◆ Exercise requirements:
What is the number of lines in the data that contain "events"? Respond with nothing else.

◆ Data provided:
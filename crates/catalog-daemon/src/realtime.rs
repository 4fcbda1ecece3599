//! Realtime change notifications.
//!
//! Speaks the Phoenix channel protocol used by the hosted realtime service:
//! - Joins `realtime:{channel}` with a `postgres_changes` filter on one table
//! - Sends heartbeats on the `phoenix` topic
//! - Forwards every `postgres_changes` message as a [`ChangeEvent`]
//! - Reconnects with exponential backoff, signalling a re-fetch afterwards
//! - Leaves the channel when the feed is released

use std::time::Duration;

use catalog_core::{ChangeEvent, ChangeFeed, CollectionKind, StoreError};
use futures::stream::{SplitSink, SplitStream};
use futures::{SinkExt, StreamExt};
use serde::{Deserialize, Serialize};
use serde_json::{json, Value};
use tokio::net::TcpStream;
use tokio::sync::{mpsc, oneshot};
use tokio_tungstenite::{connect_async, tungstenite::Message, MaybeTlsStream, WebSocketStream};
use tracing::{debug, info, warn};

/// Protocol version sent in the connection URL.
pub const PROTOCOL_VERSION: &str = "1.0.0";

const HEARTBEAT_TOPIC: &str = "phoenix";
const JOIN_TIMEOUT: Duration = Duration::from_secs(10);
const CHANGES_EVENT: &str = "postgres_changes";

type Socket = WebSocketStream<MaybeTlsStream<TcpStream>>;
type Writer = SplitSink<Socket, Message>;
type Reader = SplitStream<Socket>;

/// Configuration for reconnection behavior.
#[derive(Debug, Clone)]
pub struct ReconnectConfig {
    /// Initial delay before first reconnect attempt
    pub initial_delay: Duration,
    /// Maximum delay between attempts
    pub max_delay: Duration,
    /// Multiplier for exponential backoff
    pub backoff_factor: f64,
    /// Maximum number of attempts (None = unlimited)
    pub max_attempts: Option<u32>,
}

impl Default for ReconnectConfig {
    fn default() -> Self {
        Self {
            initial_delay: Duration::from_secs(1),
            max_delay: Duration::from_secs(30),
            backoff_factor: 2.0,
            max_attempts: None,
        }
    }
}

/// Calculates the next reconnection delay using exponential backoff.
pub fn calculate_backoff(attempt: u32, config: &ReconnectConfig) -> Duration {
    let delay_secs = config.initial_delay.as_secs_f64()
        * config.backoff_factor.powi(attempt.saturating_sub(1) as i32);

    Duration::from_secs_f64(delay_secs.min(config.max_delay.as_secs_f64()))
}

/// Connection settings for one realtime endpoint.
#[derive(Debug, Clone)]
pub struct RealtimeOptions {
    /// WebSocket endpoint, e.g. `wss://abc.supabase.co/realtime/v1/websocket`
    pub url: String,
    pub api_key: String,
    /// Sent in the join payload so row-level security applies
    pub access_token: Option<String>,
    pub schema: String,
    pub heartbeat: Duration,
    pub reconnect: ReconnectConfig,
}

impl RealtimeOptions {
    /// Full connection URL including the key and protocol version.
    pub fn endpoint(&self) -> String {
        format!(
            "{}?apikey={}&vsn={}",
            self.url, self.api_key, PROTOCOL_VERSION
        )
    }
}

/// One Phoenix protocol frame.
#[derive(Debug, Clone, PartialEq, Serialize, Deserialize)]
pub struct PhoenixMessage {
    pub topic: String,
    pub event: String,
    #[serde(default)]
    pub payload: Value,
    #[serde(rename = "ref", default)]
    pub reference: Option<String>,
    #[serde(default, skip_serializing_if = "Option::is_none")]
    pub join_ref: Option<String>,
}

impl PhoenixMessage {
    pub fn to_text(&self) -> Result<String, serde_json::Error> {
        serde_json::to_string(self)
    }

    pub fn from_text(text: &str) -> Result<Self, serde_json::Error> {
        serde_json::from_str(text)
    }

    /// True for a change notification on `kind`'s channel.
    pub fn is_change_for(&self, kind: CollectionKind) -> bool {
        self.event == CHANGES_EVENT && self.topic == topic(kind)
    }

    /// True for the server's reply to the message sent with `reference`.
    pub fn is_reply_to(&self, reference: &str) -> bool {
        self.event == "phx_reply" && self.reference.as_deref() == Some(reference)
    }

    /// Error reason carried by a failed `phx_reply`.
    pub fn reply_error(&self) -> Option<String> {
        if self.event != "phx_reply" || self.payload["status"] != "error" {
            return None;
        }
        let reason = &self.payload["response"]["reason"];
        Some(
            reason
                .as_str()
                .map(str::to_string)
                .unwrap_or_else(|| self.payload["response"].to_string()),
        )
    }
}

/// Channel topic for a collection.
pub fn topic(kind: CollectionKind) -> String {
    format!("realtime:{}", kind.channel_name())
}

/// Join request subscribing to every change on `kind`'s table.
pub fn join_message(
    kind: CollectionKind,
    schema: &str,
    access_token: Option<&str>,
    reference: &str,
) -> PhoenixMessage {
    let mut payload = json!({
        "config": {
            "broadcast": { "self": false },
            "presence": { "key": "" },
            "postgres_changes": [
                { "event": "*", "schema": schema, "table": kind.table() }
            ]
        }
    });
    if let Some(token) = access_token {
        payload["access_token"] = Value::String(token.to_string());
    }
    PhoenixMessage {
        topic: topic(kind),
        event: "phx_join".to_string(),
        payload,
        reference: Some(reference.to_string()),
        join_ref: Some(reference.to_string()),
    }
}

pub fn heartbeat_message(reference: &str) -> PhoenixMessage {
    PhoenixMessage {
        topic: HEARTBEAT_TOPIC.to_string(),
        event: "heartbeat".to_string(),
        payload: json!({}),
        reference: Some(reference.to_string()),
        join_ref: None,
    }
}

pub fn leave_message(kind: CollectionKind, reference: &str) -> PhoenixMessage {
    PhoenixMessage {
        topic: topic(kind),
        event: "phx_leave".to_string(),
        payload: json!({}),
        reference: Some(reference.to_string()),
        join_ref: None,
    }
}

/// Open a channel for `kind` and return its change feed.
///
/// The first connection is made and the join acknowledged before returning,
/// so an unreachable endpoint or a refused join surfaces as an error here.
/// Later disconnects are retried in the background.
pub async fn subscribe(options: RealtimeOptions, kind: CollectionKind) -> Result<ChangeFeed, StoreError> {
    let mut refs = RefCounter::default();
    let (write, read) = open(&options, kind, &mut refs).await?;

    let (event_tx, event_rx) = mpsc::unbounded_channel();
    let (stop_tx, stop_rx) = oneshot::channel();

    tokio::spawn(run(options, kind, write, read, refs, event_tx, stop_rx));

    Ok(ChangeFeed::new(kind, event_rx, move || {
        let _ = stop_tx.send(());
    }))
}

#[derive(Default)]
struct RefCounter(u64);

impl RefCounter {
    fn next(&mut self) -> String {
        self.0 += 1;
        self.0.to_string()
    }
}

async fn open(
    options: &RealtimeOptions,
    kind: CollectionKind,
    refs: &mut RefCounter,
) -> Result<(Writer, Reader), StoreError> {
    let (socket, _) = connect_async(options.endpoint())
        .await
        .map_err(|e| StoreError::Network(format!("realtime connect failed: {e}")))?;
    let (mut write, mut read) = socket.split();

    let join = join_message(
        kind,
        &options.schema,
        options.access_token.as_deref(),
        &refs.next(),
    );
    send(&mut write, &join).await?;

    let reference = join.reference.as_deref().unwrap_or_default();
    match tokio::time::timeout(JOIN_TIMEOUT, await_reply(&mut read, reference)).await {
        Ok(Ok(())) => {}
        Ok(Err(e)) => {
            let _ = write.close().await;
            return Err(e);
        }
        Err(_) => {
            let _ = write.close().await;
            return Err(StoreError::Timeout(format!("no reply to join on {}", join.topic)));
        }
    }
    debug!("Joined {}", join.topic);

    Ok((write, read))
}

/// Read frames until the reply to `reference` arrives.
async fn await_reply(read: &mut Reader, reference: &str) -> Result<(), StoreError> {
    while let Some(frame) = read.next().await {
        let text = match frame {
            Ok(Message::Text(text)) => text,
            Ok(Message::Close(_)) => break,
            Ok(_) => continue,
            Err(e) => return Err(StoreError::Network(e.to_string())),
        };
        let message = match PhoenixMessage::from_text(text.as_str()) {
            Ok(message) if message.is_reply_to(reference) => message,
            Ok(_) => continue,
            Err(e) => {
                debug!("Ignoring unparseable realtime frame: {}", e);
                continue;
            }
        };
        if let Some(reason) = message.reply_error() {
            return Err(StoreError::PermissionDenied(reason));
        }
        return match message.payload["status"].as_str() {
            Some("ok") => Ok(()),
            status => Err(StoreError::Network(format!(
                "join on {} answered with status {:?}",
                message.topic, status
            ))),
        };
    }
    Err(StoreError::Network("realtime connection closed before join reply".into()))
}

async fn send(write: &mut Writer, message: &PhoenixMessage) -> Result<(), StoreError> {
    let text = message
        .to_text()
        .map_err(|e| StoreError::Decode(e.to_string()))?;
    write
        .send(Message::text(text))
        .await
        .map_err(|e| StoreError::Network(e.to_string()))
}

enum Exit {
    /// The feed was released.
    Stopped,
    /// The connection dropped.
    Disconnected,
}

async fn run(
    options: RealtimeOptions,
    kind: CollectionKind,
    mut write: Writer,
    mut read: Reader,
    mut refs: RefCounter,
    events: mpsc::UnboundedSender<ChangeEvent>,
    mut stop: oneshot::Receiver<()>,
) {
    loop {
        match pump(&options, kind, &mut write, &mut read, &mut refs, &events, &mut stop).await {
            Exit::Stopped => {
                let leave = leave_message(kind, &refs.next());
                let _ = send(&mut write, &leave).await;
                let _ = write.close().await;
                debug!("Left {}", leave.topic);
                return;
            }
            Exit::Disconnected => {}
        }

        let mut attempt = 0;
        loop {
            attempt += 1;
            if let Some(max) = options.reconnect.max_attempts {
                if attempt > max {
                    warn!("Giving up on {} realtime after {} attempts", kind, max);
                    return;
                }
            }

            let delay = calculate_backoff(attempt, &options.reconnect);
            info!("Reconnecting {} realtime in {:?} (attempt {})", kind, delay, attempt);
            tokio::select! {
                _ = &mut stop => return,
                _ = tokio::time::sleep(delay) => {}
            }

            match open(&options, kind, &mut refs).await {
                Ok((w, r)) => {
                    write = w;
                    read = r;
                    // Changes made while disconnected were missed.
                    if events.send(ChangeEvent { kind }).is_err() {
                        return;
                    }
                    break;
                }
                Err(e) => warn!("Realtime reconnect for {} failed: {}", kind, e),
            }
        }
    }
}

async fn pump(
    options: &RealtimeOptions,
    kind: CollectionKind,
    write: &mut Writer,
    read: &mut Reader,
    refs: &mut RefCounter,
    events: &mpsc::UnboundedSender<ChangeEvent>,
    stop: &mut oneshot::Receiver<()>,
) -> Exit {
    let mut heartbeat = tokio::time::interval(options.heartbeat);
    heartbeat.tick().await;

    loop {
        tokio::select! {
            _ = &mut *stop => return Exit::Stopped,
            _ = heartbeat.tick() => {
                if let Err(e) = send(write, &heartbeat_message(&refs.next())).await {
                    warn!("Realtime heartbeat for {} failed: {}", kind, e);
                    return Exit::Disconnected;
                }
            }
            frame = read.next() => match frame {
                Some(Ok(Message::Text(text))) => match PhoenixMessage::from_text(text.as_str()) {
                    Ok(message) if message.is_change_for(kind) => {
                        debug!("Change notification on {}", message.topic);
                        if events.send(ChangeEvent { kind }).is_err() {
                            return Exit::Stopped;
                        }
                    }
                    Ok(message) => {
                        if let Some(reason) = message.reply_error() {
                            warn!("Realtime reply error on {}: {}", message.topic, reason);
                        }
                    }
                    Err(e) => debug!("Ignoring unparseable realtime frame: {}", e),
                },
                Some(Ok(Message::Close(_))) | None => {
                    info!("Realtime connection for {} closed", kind);
                    return Exit::Disconnected;
                }
                Some(Ok(_)) => {}
                Some(Err(e)) => {
                    warn!("Realtime connection for {} failed: {}", kind, e);
                    return Exit::Disconnected;
                }
            }
        }
    }
}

◆ Solution for this task:
5